- **YOUR ASSIGNMENT**:
The lines from the start of the records below through the line containing "the workflow defaults." are to be copied exactly, both ends included, with nothing added.

- **TASK INPUT**:
__________________________________________________

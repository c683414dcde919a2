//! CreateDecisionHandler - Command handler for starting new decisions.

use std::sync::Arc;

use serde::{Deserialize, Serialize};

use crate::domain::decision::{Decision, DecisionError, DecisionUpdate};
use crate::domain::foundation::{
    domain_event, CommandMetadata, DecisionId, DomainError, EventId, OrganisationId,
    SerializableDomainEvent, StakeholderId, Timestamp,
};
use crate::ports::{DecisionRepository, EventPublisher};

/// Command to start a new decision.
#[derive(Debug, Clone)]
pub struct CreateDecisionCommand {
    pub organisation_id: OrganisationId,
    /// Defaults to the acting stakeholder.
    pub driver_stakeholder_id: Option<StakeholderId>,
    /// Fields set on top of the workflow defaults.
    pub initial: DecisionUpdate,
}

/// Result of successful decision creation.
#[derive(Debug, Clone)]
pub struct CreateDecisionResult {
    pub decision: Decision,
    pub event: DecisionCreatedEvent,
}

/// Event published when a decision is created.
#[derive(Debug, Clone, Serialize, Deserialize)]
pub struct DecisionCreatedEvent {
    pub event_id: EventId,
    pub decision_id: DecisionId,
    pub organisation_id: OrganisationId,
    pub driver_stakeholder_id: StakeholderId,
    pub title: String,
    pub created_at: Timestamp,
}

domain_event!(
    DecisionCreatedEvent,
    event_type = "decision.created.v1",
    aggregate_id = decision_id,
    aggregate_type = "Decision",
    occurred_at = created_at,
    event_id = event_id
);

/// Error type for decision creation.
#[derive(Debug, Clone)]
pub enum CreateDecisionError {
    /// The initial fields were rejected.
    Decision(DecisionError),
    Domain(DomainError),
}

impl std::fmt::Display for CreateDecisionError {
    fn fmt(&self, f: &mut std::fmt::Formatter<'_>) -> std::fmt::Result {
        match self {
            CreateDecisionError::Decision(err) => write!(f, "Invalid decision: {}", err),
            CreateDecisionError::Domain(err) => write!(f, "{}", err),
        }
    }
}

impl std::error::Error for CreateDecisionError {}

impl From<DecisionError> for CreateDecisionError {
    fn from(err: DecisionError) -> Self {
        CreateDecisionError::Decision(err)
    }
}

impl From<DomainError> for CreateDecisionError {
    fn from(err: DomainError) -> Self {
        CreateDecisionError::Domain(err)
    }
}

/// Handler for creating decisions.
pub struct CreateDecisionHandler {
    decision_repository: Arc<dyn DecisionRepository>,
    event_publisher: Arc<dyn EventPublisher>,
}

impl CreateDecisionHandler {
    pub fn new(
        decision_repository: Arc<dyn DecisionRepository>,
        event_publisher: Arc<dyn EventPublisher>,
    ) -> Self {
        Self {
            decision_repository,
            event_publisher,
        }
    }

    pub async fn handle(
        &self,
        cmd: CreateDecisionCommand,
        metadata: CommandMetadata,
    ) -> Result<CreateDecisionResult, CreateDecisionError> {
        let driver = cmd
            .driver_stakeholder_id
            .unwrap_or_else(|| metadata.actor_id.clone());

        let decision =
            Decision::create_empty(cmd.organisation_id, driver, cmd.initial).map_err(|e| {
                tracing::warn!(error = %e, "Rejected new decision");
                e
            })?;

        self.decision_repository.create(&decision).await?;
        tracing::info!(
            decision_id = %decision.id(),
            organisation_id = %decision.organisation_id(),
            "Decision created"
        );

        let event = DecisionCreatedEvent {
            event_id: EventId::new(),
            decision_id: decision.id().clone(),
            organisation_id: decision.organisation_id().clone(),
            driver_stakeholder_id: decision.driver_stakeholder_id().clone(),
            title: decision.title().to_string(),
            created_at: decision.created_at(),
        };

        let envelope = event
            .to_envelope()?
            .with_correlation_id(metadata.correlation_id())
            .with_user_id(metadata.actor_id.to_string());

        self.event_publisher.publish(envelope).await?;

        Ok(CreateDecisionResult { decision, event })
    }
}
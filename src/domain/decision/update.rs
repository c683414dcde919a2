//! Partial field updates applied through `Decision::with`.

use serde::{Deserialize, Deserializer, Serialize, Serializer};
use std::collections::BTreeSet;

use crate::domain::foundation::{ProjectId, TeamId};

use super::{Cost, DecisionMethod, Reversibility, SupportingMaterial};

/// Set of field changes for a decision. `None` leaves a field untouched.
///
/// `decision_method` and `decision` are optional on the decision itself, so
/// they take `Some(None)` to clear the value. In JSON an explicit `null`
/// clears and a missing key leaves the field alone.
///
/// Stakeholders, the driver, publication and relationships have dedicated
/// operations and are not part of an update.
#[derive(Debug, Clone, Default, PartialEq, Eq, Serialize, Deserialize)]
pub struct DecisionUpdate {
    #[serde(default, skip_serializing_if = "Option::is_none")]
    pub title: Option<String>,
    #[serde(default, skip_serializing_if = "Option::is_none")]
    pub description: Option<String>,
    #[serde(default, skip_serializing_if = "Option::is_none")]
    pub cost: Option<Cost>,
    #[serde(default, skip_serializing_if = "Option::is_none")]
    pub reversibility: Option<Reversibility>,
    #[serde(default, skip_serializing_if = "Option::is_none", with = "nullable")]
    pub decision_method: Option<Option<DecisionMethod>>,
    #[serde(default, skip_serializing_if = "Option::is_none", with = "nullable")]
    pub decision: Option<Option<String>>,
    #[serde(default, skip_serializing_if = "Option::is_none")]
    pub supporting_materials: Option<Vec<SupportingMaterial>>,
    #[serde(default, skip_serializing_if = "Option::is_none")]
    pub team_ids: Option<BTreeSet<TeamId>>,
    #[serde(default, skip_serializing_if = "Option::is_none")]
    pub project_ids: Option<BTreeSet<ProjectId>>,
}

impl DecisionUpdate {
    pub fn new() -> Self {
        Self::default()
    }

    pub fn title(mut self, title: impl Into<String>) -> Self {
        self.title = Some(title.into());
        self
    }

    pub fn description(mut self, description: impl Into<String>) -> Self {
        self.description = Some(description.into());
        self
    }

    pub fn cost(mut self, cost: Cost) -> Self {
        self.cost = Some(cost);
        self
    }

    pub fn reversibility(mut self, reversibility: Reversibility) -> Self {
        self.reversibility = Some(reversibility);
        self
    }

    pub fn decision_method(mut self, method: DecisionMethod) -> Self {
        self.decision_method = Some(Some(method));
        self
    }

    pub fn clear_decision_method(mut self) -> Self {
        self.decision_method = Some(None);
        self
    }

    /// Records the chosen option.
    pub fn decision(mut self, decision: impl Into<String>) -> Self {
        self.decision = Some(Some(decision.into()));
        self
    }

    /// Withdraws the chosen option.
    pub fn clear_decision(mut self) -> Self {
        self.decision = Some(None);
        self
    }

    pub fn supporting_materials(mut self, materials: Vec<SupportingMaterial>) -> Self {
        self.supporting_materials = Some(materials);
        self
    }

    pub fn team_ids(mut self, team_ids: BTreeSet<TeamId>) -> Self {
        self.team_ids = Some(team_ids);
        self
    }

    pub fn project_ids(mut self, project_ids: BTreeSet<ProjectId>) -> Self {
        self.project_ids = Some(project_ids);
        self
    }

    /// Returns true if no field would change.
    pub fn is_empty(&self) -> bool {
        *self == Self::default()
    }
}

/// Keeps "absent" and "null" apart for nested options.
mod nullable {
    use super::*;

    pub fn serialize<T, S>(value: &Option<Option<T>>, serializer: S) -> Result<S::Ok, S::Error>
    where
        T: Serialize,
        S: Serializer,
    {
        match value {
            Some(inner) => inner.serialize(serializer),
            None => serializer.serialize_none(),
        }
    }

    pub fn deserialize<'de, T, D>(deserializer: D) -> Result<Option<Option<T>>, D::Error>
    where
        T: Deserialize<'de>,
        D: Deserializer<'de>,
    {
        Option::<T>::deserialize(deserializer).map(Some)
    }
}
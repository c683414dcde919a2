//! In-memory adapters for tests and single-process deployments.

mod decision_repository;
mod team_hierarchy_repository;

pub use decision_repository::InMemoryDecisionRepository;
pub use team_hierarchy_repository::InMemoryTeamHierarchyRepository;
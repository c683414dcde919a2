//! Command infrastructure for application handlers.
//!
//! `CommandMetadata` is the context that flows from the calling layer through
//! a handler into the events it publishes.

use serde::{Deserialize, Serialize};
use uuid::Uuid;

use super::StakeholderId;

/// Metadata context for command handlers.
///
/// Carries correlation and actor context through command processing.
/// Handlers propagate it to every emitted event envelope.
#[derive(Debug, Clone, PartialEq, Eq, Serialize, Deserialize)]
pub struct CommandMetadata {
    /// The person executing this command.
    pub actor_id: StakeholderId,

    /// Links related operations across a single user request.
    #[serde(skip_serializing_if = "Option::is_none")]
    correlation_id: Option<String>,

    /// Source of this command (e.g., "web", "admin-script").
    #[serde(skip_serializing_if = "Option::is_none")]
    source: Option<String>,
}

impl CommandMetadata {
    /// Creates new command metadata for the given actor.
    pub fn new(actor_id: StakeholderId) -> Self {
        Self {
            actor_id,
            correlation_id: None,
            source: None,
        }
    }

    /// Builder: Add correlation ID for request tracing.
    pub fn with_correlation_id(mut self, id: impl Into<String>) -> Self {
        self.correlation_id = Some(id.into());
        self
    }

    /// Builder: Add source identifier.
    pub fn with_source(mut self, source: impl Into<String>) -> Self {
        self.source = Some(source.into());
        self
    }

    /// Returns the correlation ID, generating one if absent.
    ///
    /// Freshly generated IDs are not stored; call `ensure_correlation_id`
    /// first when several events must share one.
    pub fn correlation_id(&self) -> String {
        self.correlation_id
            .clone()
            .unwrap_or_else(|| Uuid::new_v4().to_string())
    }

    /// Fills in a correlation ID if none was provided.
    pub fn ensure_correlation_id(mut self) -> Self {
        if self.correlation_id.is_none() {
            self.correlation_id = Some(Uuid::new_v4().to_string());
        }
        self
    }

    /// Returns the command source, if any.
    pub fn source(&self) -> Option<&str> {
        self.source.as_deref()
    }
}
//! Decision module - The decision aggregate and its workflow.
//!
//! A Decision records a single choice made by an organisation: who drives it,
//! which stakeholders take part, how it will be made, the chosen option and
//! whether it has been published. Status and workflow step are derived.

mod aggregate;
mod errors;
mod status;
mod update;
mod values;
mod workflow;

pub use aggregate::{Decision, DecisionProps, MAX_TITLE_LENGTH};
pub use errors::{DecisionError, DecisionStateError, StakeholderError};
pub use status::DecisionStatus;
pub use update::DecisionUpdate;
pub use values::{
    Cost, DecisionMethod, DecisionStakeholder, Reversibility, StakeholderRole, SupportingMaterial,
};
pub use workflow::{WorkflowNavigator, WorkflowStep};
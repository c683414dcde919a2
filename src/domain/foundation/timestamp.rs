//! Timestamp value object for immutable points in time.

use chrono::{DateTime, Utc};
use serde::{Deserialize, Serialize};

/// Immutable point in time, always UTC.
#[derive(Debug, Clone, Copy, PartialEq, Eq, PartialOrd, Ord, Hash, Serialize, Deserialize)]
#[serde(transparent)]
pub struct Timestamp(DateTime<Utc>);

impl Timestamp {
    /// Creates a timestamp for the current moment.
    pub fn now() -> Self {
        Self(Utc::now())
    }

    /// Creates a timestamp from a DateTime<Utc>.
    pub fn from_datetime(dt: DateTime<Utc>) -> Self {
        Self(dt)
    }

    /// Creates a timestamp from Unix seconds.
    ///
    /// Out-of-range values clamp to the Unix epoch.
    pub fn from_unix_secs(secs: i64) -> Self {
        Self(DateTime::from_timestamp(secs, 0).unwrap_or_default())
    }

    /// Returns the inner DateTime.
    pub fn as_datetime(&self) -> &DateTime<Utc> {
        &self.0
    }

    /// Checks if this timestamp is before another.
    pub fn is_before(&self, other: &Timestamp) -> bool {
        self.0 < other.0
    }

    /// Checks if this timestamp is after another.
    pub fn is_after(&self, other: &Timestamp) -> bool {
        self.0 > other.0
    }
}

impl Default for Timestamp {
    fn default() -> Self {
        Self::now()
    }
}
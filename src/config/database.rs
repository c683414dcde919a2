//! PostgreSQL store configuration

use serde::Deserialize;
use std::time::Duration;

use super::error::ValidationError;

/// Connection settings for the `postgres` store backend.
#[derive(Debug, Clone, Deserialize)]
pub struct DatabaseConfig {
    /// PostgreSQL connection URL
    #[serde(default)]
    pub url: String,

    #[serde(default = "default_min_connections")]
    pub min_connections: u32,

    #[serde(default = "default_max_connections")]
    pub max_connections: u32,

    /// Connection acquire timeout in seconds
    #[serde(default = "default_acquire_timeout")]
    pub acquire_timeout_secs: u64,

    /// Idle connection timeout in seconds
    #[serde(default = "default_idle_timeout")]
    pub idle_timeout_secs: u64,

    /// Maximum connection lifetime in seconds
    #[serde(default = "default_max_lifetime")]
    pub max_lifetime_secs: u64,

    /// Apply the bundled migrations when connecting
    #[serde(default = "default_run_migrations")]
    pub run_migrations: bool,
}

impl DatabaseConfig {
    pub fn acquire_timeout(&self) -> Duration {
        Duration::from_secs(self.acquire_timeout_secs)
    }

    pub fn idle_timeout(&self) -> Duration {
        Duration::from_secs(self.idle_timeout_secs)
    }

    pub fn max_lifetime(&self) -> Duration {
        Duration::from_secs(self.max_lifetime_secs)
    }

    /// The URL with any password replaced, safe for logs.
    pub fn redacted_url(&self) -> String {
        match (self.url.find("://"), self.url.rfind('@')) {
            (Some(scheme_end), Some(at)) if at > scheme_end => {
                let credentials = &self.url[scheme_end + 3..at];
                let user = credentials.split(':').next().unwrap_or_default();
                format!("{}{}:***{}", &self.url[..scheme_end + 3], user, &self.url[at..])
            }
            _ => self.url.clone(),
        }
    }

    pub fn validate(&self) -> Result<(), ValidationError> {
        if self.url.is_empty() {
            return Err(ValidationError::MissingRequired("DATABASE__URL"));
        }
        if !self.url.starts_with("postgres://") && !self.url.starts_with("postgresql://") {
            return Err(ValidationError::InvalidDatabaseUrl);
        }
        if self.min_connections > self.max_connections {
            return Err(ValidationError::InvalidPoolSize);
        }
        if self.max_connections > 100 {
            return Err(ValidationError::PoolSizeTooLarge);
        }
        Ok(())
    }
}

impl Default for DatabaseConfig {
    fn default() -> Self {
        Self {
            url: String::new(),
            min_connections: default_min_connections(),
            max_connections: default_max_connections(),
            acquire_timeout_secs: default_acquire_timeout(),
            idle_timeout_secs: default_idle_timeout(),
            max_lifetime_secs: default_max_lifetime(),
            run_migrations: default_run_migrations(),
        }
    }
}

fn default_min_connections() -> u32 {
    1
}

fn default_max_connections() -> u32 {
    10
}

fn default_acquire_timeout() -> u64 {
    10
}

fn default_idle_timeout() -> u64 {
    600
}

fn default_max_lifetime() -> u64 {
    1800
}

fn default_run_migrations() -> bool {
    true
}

__________________________________________________

- **EXERCISE RESPONSE**:
repository c683414dcde919a2
//! CreateDecisionHandler - Command handler for starting new decisions.

use std::sync::Arc;

use serde::{Deserialize, Serialize};

use crate::domain::decision::{Decision, DecisionError, DecisionUpdate};
use crate::domain::foundation::{
    domain_event, CommandMetadata, DecisionId, DomainError, EventId, OrganisationId,
    SerializableDomainEvent, StakeholderId, Timestamp,
};
use crate::ports::{DecisionRepository, EventPublisher};

/// Command to start a new decision.
#[derive(Debug, Clone)]
pub struct CreateDecisionCommand {
    pub organisation_id: OrganisationId,
    /// Defaults to the acting stakeholder.
    pub driver_stakeholder_id: Option<StakeholderId>,
    /// Fields set on top of the workflow defaults.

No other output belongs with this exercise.